◆ TASK TO COMPLETE ◆
Each entry must be printed again without a single change.

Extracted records

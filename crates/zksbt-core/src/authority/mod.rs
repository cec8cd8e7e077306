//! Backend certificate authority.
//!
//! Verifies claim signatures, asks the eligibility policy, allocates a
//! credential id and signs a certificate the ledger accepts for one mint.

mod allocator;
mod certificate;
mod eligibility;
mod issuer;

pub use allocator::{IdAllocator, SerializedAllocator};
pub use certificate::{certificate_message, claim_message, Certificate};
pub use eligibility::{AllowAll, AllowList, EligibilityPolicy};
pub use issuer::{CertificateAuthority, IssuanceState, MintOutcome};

◆ SOLUTION ◆
filename crates/zksbt-core/src/authority/mod.rs
repository cec8cd8e7e077306
//! Backend certificate authority.
//!
//! Verifies claim signatures, asks the eligibility policy, allocates a
//! credential id and signs a certificate the ledger accepts for one mint.

mod allocator;
mod certificate;
mod eligibility;
mod issuer;

pub use allocator::{IdAllocator, SerializedAllocator};
pub use certificate::{certificate_message, claim_message, Certificate};
pub use eligibility::{AllowAll, AllowList, EligibilityPolicy};
pub use issuer::{CertificateAuthority, IssuanceState, MintOutcome};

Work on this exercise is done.